Go through the data below and copy each line where the word "that" occurs.

[Data for the task Boundary: Start]

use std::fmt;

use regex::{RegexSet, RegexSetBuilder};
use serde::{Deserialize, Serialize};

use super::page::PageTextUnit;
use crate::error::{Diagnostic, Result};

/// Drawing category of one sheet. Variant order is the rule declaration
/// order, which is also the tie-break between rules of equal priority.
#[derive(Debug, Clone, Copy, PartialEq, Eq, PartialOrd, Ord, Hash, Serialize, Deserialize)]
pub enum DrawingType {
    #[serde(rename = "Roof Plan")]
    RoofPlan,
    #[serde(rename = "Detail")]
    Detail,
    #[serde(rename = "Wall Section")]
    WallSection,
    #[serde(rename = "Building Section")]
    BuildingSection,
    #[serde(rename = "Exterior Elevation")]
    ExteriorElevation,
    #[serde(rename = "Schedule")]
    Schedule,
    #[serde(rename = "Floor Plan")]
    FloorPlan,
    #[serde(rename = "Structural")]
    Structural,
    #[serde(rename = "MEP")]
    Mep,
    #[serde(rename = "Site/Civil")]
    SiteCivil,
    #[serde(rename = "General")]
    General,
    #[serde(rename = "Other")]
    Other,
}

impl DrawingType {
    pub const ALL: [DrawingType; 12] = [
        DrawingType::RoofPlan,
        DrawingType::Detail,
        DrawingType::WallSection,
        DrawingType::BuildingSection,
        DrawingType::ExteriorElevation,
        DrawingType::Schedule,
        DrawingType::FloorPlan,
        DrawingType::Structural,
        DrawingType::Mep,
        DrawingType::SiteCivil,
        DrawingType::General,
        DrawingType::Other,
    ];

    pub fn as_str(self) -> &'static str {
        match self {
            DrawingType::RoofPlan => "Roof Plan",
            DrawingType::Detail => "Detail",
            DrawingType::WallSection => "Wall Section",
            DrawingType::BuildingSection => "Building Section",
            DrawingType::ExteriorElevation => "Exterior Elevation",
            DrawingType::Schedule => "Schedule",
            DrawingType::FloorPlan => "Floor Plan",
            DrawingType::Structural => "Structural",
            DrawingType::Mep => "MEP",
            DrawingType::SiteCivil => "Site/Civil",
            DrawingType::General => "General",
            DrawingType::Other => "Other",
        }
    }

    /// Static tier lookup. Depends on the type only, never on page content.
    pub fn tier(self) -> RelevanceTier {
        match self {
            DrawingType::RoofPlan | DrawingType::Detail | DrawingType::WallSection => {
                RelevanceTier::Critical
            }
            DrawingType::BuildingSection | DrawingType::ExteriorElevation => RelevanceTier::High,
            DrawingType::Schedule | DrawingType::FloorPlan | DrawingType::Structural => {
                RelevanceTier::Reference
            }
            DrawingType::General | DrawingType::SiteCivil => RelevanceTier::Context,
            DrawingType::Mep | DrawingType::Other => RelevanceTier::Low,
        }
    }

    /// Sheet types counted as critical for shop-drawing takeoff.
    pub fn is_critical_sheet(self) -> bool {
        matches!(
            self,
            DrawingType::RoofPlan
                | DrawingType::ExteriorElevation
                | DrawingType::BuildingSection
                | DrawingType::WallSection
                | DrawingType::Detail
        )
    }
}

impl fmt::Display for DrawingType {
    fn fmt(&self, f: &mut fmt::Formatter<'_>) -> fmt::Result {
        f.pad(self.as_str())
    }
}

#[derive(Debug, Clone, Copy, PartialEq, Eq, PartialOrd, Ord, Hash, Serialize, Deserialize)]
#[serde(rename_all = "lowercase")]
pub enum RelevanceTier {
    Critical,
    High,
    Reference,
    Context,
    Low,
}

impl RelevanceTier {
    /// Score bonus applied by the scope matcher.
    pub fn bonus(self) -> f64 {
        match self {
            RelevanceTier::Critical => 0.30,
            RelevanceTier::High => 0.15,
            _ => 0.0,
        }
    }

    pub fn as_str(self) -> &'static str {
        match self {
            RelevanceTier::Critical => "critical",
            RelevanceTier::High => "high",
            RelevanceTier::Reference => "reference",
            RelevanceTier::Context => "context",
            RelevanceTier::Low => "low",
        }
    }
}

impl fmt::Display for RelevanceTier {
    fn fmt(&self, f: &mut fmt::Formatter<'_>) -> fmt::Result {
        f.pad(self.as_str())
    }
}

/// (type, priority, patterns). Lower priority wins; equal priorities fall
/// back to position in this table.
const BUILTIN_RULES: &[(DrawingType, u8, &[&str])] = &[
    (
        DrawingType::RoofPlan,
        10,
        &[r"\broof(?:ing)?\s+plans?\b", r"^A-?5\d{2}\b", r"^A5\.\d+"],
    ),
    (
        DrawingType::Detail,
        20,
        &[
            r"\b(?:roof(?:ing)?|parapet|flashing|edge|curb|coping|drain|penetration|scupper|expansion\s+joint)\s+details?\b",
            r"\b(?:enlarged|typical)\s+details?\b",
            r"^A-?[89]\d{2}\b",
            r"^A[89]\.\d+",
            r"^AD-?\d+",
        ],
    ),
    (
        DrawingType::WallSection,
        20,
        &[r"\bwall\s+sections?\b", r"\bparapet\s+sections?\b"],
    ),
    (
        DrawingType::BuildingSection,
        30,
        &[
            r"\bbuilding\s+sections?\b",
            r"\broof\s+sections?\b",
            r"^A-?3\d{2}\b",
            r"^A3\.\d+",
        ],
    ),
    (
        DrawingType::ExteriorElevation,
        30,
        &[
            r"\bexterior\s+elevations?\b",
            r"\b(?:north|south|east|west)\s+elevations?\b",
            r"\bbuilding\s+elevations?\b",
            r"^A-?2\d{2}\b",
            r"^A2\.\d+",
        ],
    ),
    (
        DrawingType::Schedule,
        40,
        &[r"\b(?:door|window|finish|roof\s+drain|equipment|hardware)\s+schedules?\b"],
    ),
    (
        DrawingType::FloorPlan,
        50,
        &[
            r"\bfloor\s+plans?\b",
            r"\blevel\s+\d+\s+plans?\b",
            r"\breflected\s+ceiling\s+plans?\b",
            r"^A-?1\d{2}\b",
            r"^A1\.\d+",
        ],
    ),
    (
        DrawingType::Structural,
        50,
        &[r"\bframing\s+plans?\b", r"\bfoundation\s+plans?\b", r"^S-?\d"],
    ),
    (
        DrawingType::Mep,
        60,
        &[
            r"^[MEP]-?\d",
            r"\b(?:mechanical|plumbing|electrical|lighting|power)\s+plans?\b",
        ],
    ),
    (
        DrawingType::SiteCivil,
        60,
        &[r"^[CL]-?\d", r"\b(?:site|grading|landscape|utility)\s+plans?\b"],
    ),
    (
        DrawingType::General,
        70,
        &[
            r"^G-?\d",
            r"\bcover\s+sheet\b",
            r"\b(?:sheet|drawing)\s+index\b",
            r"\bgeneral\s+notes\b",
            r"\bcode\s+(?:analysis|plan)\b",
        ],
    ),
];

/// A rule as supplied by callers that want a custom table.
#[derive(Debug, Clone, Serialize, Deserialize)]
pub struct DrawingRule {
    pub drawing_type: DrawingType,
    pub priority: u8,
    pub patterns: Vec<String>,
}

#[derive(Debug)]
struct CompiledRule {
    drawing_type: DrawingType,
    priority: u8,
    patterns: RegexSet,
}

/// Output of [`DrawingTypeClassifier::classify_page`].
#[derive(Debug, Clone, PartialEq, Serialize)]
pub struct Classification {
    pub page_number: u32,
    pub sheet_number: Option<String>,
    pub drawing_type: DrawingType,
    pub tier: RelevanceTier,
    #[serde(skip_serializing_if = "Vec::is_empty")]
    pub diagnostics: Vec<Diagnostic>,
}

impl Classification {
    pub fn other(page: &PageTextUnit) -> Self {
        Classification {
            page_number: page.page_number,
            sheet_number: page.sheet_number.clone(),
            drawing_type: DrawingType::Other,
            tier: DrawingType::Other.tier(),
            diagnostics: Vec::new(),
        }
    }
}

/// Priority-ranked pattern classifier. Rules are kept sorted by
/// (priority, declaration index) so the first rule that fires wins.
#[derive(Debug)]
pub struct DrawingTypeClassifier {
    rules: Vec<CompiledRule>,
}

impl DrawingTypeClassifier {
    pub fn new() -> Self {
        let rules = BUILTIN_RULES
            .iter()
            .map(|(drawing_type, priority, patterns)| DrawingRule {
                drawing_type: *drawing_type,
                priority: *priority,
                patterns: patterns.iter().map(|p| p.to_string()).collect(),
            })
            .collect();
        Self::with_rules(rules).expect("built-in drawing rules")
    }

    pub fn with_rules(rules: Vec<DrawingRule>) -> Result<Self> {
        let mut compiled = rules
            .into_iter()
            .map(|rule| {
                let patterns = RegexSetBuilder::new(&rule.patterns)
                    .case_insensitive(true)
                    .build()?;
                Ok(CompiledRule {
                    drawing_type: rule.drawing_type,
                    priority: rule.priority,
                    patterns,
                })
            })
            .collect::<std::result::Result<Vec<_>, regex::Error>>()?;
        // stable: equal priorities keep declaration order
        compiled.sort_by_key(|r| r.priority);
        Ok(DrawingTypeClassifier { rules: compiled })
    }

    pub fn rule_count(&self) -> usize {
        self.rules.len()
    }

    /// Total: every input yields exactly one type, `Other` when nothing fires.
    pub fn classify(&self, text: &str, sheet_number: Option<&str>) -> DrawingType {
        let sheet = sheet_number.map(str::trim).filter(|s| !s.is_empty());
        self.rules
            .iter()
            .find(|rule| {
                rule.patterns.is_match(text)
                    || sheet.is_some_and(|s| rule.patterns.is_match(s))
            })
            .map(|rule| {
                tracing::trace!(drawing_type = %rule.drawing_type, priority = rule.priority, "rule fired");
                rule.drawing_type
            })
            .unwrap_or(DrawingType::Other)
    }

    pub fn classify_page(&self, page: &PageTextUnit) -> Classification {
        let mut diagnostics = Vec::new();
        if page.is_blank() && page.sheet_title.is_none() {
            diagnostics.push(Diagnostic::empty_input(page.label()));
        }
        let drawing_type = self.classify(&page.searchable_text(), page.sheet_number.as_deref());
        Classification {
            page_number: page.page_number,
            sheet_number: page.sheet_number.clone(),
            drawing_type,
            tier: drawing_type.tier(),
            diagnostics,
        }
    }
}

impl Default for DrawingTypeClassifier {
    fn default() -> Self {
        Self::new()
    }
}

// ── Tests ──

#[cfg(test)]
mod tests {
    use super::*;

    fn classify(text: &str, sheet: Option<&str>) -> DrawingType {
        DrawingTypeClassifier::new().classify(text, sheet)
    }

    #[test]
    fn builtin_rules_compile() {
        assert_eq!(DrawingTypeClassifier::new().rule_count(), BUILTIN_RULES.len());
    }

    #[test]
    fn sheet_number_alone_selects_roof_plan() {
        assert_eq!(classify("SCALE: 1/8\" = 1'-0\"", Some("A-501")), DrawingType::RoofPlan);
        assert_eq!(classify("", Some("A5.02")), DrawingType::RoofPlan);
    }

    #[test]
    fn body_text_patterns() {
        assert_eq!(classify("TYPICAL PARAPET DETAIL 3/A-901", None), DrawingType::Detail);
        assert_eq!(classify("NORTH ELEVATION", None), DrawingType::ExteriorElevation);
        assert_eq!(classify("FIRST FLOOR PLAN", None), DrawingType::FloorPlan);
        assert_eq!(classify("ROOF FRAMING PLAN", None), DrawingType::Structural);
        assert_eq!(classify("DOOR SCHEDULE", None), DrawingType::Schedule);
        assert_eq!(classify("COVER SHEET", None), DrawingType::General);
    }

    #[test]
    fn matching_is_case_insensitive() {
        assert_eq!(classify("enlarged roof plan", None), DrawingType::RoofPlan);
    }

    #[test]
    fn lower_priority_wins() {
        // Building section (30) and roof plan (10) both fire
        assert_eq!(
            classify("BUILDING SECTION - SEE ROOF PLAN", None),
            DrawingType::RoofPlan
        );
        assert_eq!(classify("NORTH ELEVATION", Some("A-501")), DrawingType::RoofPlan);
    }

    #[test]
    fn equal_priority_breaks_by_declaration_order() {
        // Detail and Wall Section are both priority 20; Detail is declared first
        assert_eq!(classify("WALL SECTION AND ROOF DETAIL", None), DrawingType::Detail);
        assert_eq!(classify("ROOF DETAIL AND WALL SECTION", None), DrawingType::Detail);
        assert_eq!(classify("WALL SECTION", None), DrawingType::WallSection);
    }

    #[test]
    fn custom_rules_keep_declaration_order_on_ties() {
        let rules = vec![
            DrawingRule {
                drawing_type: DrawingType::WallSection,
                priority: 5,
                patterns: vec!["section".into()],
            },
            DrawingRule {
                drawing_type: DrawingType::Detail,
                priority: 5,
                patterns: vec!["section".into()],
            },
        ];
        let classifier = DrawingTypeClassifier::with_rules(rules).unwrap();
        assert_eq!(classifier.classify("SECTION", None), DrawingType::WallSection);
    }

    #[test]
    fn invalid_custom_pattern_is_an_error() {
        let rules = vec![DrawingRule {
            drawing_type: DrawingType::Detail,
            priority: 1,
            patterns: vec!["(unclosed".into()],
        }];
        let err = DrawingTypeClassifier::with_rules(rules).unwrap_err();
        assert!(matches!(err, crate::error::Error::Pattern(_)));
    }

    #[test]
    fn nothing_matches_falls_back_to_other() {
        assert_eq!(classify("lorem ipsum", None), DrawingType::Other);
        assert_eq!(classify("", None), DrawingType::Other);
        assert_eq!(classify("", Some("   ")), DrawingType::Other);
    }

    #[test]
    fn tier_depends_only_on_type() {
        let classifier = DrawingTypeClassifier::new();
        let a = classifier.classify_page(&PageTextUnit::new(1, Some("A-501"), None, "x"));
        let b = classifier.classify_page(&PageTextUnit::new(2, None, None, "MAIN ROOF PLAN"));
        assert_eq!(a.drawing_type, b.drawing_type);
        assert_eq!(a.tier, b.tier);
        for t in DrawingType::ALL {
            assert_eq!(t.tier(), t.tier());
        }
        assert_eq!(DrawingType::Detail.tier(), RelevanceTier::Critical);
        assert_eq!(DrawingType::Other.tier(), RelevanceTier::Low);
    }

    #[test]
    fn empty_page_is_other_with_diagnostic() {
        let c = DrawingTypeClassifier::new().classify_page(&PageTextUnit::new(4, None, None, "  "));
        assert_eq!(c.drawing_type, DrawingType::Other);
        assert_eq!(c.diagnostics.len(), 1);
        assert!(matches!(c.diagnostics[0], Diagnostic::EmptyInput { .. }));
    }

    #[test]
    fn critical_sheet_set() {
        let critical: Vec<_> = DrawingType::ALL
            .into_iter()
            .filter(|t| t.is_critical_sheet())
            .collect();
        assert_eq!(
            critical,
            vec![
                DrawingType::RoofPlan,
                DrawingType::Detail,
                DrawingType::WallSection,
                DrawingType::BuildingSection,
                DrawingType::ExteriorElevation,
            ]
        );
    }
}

[Data for the task Boundary: End]

§ **Response box**
/// A rule as supplied by callers that want a custom table.
/// (priority, declaration index) so the first rule that fires wins.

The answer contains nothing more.